▶ The data
···

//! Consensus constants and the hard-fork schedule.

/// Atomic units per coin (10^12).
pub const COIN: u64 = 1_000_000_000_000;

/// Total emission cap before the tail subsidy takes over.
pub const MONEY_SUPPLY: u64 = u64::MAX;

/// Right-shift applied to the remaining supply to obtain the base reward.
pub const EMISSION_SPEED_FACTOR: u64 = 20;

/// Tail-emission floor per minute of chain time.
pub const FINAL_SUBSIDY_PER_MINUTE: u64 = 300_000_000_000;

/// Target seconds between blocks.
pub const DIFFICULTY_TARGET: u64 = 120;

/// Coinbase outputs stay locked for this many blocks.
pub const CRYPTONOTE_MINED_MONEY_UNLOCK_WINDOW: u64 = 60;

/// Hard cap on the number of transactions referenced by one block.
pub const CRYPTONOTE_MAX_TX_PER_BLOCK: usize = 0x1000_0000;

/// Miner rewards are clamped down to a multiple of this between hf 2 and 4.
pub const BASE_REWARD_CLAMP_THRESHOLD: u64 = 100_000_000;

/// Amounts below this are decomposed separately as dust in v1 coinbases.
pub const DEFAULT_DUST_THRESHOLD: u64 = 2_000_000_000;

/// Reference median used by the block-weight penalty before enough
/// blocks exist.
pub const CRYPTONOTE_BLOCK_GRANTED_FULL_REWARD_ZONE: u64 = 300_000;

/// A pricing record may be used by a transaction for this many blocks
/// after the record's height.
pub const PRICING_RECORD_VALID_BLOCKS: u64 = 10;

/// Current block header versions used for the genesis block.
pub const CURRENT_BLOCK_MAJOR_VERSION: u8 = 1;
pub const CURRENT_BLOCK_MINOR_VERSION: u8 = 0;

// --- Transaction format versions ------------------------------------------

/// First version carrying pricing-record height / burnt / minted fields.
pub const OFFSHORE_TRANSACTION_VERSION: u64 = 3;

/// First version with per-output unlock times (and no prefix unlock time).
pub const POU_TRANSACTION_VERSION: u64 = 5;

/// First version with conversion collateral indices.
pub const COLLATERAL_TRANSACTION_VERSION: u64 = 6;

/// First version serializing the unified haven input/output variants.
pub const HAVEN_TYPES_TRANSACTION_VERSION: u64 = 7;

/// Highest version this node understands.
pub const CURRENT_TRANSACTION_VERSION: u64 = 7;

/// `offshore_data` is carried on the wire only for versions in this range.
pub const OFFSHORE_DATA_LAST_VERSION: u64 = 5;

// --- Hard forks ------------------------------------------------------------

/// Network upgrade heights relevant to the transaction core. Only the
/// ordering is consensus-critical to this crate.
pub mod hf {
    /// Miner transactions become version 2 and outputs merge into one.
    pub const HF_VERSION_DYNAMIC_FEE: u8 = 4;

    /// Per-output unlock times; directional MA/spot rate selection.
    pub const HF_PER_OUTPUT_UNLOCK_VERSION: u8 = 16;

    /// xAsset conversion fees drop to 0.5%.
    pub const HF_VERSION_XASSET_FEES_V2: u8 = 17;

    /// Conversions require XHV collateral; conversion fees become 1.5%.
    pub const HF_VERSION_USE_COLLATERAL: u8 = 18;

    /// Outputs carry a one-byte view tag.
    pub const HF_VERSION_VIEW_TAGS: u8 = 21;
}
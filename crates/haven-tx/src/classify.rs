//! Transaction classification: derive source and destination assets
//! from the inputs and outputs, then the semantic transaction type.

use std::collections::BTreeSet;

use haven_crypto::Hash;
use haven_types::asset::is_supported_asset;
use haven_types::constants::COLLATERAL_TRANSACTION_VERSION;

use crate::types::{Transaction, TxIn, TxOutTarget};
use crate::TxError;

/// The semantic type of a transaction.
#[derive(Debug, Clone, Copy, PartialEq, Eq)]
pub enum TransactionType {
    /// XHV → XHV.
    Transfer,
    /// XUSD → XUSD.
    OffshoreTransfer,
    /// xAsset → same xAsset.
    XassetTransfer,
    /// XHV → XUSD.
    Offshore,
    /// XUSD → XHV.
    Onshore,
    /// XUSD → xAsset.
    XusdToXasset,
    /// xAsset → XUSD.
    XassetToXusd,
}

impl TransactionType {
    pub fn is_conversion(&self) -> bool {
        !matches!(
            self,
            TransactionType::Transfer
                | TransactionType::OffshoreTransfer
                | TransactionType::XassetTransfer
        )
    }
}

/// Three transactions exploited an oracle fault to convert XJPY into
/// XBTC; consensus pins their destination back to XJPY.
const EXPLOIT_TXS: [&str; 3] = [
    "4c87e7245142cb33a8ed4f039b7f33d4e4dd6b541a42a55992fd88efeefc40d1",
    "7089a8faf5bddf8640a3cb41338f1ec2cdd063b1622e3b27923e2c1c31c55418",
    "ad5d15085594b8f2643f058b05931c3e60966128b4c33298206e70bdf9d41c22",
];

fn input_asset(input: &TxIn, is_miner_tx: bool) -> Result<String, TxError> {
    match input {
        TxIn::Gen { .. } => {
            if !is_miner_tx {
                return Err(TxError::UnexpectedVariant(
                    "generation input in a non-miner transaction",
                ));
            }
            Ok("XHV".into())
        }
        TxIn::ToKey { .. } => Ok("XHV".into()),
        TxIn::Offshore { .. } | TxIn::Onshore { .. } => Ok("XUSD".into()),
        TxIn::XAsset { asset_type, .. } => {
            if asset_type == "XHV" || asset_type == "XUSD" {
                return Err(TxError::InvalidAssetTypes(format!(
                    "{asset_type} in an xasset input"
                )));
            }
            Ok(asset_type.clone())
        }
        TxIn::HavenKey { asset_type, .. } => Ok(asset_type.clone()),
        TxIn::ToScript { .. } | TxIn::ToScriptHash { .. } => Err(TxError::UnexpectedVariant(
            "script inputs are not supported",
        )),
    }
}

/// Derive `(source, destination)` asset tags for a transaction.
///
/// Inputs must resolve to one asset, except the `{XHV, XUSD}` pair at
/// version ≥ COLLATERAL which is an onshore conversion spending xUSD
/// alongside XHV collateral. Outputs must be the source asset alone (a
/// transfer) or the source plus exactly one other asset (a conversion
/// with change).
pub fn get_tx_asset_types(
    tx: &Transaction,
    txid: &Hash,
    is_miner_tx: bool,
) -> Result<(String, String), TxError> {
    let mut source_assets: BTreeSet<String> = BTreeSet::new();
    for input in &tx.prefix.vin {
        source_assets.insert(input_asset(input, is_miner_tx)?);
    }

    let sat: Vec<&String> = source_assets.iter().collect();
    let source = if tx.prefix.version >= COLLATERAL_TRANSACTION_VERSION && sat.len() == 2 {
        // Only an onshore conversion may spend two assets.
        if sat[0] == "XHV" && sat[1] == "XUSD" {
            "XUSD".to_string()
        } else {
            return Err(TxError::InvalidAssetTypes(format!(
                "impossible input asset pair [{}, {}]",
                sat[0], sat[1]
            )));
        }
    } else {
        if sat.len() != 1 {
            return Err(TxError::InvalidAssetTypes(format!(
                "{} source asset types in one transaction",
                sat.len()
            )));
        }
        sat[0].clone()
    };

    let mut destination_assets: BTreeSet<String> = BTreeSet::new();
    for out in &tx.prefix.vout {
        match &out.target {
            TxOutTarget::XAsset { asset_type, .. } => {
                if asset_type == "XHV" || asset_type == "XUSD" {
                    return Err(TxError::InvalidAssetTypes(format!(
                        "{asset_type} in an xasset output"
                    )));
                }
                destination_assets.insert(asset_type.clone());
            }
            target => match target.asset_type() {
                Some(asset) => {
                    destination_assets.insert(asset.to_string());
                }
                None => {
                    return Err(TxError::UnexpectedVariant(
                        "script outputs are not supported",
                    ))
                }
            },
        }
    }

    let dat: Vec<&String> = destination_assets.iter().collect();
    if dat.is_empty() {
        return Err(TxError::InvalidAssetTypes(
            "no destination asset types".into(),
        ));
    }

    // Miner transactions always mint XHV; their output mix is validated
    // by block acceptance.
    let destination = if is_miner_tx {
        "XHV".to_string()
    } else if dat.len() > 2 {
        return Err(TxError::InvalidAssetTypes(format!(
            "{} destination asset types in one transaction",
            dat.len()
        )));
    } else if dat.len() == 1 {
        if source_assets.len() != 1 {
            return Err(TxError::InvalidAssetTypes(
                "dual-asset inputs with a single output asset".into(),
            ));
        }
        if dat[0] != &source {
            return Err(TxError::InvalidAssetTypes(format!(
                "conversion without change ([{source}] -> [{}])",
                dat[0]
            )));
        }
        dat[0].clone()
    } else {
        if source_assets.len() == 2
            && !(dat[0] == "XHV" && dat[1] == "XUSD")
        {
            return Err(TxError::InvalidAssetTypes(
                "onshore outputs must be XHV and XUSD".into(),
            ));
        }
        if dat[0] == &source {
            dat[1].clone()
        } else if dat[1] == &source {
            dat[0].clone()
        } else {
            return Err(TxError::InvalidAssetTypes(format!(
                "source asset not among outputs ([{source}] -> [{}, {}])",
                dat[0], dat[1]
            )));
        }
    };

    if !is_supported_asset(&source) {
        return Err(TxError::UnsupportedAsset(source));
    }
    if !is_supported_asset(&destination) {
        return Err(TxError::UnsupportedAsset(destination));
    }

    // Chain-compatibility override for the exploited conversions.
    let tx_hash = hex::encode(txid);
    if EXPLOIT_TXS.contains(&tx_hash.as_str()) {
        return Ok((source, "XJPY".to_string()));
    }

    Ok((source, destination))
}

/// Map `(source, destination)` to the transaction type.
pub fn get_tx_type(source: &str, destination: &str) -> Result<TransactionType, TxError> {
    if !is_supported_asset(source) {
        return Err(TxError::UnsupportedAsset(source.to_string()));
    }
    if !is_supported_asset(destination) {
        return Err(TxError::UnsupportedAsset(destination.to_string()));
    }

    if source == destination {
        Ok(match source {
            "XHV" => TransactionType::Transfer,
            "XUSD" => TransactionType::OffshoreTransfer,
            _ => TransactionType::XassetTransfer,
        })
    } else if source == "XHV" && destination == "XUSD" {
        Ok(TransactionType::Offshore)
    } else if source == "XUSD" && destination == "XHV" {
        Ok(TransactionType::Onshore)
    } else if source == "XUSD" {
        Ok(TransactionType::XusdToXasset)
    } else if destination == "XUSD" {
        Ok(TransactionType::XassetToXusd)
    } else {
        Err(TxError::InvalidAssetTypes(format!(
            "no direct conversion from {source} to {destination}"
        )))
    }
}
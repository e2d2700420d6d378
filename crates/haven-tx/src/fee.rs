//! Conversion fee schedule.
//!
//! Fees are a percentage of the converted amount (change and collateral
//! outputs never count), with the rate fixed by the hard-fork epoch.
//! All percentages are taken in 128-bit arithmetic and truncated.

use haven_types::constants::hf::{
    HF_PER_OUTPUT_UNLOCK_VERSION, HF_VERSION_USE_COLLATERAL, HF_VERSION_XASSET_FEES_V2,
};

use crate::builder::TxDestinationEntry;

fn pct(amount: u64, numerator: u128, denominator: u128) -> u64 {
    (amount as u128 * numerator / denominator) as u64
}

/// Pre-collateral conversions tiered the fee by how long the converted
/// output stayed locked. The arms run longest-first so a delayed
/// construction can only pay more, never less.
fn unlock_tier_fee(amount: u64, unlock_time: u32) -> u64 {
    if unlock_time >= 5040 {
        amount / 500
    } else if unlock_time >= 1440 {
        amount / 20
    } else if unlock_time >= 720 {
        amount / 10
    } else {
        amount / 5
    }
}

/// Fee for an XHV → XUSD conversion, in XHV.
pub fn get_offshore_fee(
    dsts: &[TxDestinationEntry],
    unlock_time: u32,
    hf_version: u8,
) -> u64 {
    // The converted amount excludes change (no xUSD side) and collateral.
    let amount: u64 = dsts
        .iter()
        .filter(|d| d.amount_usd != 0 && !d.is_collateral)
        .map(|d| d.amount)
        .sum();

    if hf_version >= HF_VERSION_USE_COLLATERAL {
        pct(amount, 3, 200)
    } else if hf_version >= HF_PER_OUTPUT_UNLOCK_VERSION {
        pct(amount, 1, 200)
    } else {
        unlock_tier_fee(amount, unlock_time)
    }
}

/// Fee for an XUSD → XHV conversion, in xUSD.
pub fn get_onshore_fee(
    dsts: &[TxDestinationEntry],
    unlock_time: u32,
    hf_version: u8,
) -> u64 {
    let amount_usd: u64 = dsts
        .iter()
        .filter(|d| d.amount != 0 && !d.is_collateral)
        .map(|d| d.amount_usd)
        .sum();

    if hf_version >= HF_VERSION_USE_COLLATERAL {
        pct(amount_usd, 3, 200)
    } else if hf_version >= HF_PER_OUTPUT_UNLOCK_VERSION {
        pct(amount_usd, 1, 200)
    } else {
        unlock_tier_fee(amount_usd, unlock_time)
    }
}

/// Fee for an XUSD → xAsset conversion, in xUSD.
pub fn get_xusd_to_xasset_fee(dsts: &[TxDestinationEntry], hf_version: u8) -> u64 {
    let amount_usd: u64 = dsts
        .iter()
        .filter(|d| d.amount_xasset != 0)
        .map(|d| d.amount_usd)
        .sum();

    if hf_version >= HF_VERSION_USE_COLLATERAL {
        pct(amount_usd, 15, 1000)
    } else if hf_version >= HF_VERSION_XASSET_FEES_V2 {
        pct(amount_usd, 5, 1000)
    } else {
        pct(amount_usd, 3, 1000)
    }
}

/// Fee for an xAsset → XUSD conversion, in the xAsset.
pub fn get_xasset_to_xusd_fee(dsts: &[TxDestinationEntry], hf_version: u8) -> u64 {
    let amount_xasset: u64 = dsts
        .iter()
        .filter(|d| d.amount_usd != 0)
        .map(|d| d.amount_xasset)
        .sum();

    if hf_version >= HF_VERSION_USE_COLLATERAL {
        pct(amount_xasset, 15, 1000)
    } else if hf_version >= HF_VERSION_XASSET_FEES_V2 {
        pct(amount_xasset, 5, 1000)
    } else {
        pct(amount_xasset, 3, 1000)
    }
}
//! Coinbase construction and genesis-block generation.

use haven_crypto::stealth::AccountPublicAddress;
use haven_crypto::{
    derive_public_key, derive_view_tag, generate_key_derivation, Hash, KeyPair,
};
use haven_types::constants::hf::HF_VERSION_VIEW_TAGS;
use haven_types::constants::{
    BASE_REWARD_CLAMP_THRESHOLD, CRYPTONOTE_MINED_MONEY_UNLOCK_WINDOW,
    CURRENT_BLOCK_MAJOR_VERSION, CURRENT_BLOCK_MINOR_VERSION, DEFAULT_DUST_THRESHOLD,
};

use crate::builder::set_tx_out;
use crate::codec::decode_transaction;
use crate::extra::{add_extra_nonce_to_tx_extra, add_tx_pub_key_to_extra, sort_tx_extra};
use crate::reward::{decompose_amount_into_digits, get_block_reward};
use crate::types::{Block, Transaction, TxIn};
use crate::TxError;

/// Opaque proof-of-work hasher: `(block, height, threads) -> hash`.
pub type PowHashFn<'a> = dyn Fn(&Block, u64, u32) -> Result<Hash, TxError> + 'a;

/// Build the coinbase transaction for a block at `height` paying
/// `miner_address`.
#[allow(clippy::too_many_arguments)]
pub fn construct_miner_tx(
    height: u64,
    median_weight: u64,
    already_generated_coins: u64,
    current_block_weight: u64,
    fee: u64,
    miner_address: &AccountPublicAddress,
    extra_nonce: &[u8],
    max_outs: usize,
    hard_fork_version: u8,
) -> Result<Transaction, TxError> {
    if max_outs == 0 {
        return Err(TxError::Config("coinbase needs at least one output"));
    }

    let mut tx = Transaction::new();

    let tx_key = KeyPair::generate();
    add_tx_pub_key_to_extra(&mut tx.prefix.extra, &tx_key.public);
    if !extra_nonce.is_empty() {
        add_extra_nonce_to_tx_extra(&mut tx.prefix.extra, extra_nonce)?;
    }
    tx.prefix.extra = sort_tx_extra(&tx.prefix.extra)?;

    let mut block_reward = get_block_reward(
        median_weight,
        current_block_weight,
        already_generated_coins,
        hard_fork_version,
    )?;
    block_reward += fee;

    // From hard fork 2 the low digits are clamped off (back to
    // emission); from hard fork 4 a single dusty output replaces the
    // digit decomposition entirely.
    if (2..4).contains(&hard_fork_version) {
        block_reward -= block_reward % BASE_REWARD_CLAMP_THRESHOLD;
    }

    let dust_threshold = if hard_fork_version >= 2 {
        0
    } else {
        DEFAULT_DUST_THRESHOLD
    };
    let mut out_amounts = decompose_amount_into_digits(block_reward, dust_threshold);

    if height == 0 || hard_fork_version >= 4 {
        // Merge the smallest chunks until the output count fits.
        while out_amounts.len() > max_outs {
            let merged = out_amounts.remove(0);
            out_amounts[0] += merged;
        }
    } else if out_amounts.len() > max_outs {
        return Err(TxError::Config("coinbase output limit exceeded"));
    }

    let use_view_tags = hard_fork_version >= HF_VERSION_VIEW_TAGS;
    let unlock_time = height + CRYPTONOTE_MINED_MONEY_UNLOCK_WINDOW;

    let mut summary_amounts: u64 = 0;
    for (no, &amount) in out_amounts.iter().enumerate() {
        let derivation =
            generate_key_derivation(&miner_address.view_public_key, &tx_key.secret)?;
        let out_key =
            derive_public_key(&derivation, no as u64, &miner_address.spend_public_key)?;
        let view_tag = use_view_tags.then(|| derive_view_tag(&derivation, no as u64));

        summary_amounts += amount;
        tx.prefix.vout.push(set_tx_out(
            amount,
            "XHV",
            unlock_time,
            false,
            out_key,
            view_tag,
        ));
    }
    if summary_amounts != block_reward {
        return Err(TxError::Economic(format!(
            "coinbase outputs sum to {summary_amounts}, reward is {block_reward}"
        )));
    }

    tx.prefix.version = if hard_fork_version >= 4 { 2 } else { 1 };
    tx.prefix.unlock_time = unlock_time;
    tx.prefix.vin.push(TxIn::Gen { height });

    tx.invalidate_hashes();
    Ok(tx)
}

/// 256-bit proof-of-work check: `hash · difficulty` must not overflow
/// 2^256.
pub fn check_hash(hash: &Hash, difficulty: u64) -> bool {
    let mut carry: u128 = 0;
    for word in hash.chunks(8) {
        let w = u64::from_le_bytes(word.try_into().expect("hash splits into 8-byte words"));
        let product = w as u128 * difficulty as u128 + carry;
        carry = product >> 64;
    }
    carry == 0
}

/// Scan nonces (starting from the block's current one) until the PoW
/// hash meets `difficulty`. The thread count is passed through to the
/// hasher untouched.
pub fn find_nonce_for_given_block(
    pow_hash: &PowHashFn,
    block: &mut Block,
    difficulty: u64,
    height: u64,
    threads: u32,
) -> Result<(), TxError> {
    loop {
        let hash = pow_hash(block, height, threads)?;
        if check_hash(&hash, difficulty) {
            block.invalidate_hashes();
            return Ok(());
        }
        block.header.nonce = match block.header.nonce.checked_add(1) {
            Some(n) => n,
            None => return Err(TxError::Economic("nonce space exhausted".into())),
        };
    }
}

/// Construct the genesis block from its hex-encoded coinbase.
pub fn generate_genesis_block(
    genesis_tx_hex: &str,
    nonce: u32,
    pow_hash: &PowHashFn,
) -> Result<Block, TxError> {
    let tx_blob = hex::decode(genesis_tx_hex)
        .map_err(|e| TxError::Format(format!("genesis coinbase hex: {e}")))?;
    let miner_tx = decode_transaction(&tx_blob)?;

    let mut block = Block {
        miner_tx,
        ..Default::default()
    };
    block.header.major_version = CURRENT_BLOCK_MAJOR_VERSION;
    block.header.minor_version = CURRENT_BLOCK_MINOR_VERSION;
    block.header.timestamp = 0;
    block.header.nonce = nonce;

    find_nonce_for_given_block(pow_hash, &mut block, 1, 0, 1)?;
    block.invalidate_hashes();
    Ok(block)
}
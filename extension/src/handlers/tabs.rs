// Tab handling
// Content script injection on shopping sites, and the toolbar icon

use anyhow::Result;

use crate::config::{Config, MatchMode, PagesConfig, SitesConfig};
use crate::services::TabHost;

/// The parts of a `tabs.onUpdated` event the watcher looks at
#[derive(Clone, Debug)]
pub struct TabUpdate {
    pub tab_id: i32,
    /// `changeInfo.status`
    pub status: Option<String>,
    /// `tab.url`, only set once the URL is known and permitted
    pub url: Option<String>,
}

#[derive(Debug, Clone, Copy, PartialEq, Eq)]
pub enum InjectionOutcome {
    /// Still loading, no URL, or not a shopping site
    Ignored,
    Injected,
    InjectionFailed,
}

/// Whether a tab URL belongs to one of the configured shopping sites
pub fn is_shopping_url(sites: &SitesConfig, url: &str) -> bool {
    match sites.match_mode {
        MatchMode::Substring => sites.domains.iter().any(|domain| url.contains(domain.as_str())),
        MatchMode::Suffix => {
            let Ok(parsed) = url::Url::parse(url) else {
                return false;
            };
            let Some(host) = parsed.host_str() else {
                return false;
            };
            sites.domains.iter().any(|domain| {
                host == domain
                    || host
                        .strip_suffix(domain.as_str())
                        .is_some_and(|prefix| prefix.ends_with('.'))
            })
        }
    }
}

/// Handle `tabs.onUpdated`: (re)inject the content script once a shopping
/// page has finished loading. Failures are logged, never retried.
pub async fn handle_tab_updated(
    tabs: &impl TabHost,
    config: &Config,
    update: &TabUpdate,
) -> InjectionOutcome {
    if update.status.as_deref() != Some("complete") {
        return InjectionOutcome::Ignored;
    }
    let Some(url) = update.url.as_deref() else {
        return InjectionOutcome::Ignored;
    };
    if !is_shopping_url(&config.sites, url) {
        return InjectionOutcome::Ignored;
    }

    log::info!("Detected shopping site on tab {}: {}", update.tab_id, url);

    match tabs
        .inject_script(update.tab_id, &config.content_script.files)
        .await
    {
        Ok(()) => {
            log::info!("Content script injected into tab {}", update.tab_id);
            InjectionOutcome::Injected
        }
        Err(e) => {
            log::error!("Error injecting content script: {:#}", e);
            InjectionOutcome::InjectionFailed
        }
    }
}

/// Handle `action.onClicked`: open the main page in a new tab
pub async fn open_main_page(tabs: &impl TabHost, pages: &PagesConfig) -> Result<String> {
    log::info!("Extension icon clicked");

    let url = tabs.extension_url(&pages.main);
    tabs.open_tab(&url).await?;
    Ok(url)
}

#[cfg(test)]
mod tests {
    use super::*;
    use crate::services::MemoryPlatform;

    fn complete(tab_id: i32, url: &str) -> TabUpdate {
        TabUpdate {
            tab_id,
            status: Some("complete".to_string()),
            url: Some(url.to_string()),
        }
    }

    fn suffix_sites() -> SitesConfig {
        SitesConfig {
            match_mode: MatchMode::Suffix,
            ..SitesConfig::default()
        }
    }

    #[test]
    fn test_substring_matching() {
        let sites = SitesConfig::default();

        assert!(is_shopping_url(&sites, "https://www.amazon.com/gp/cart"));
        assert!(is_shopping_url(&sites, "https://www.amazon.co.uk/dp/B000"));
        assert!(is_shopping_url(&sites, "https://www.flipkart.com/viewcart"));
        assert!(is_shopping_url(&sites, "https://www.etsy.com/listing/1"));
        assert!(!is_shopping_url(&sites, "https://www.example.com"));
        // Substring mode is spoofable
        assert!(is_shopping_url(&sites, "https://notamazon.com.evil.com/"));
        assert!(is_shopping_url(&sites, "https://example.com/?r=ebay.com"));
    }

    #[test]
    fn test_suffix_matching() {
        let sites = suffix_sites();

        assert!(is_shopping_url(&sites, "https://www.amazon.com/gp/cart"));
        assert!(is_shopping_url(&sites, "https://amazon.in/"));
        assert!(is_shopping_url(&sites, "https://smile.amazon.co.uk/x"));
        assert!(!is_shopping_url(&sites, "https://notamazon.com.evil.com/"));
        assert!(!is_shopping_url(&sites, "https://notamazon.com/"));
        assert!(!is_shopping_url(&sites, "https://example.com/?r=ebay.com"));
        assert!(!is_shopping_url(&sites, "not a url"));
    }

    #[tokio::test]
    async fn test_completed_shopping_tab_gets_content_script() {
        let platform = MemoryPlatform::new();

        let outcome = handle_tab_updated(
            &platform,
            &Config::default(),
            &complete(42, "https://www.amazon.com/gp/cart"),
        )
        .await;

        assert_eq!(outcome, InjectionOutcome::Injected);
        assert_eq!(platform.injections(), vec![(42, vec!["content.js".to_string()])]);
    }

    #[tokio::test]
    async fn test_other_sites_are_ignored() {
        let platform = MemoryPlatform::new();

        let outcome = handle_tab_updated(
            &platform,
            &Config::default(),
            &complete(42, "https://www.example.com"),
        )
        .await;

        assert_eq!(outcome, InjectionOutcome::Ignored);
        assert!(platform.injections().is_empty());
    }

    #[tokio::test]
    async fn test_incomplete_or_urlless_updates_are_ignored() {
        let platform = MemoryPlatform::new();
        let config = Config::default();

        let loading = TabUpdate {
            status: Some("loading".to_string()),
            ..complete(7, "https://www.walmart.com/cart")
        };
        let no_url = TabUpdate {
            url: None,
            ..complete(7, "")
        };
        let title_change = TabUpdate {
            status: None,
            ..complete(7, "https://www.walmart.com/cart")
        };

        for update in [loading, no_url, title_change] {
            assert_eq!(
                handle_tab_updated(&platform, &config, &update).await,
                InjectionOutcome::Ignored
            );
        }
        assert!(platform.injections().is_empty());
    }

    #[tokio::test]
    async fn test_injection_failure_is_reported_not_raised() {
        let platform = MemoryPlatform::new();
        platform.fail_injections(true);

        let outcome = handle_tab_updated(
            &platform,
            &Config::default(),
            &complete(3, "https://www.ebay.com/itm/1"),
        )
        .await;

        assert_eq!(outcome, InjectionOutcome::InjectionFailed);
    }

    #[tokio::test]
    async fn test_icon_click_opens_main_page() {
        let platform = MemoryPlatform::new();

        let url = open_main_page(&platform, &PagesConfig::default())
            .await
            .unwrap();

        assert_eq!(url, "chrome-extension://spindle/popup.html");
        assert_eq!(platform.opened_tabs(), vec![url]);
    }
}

···

▶ Task to carry out
Using the material above, gather every line that includes "status".

▶ Response for this exercise
    /// `changeInfo.status`
    pub status: Option<String>,
    if update.status.as_deref() != Some("complete") {
            status: Some("complete".to_string()),
            status: Some("loading".to_string()),
            status: None,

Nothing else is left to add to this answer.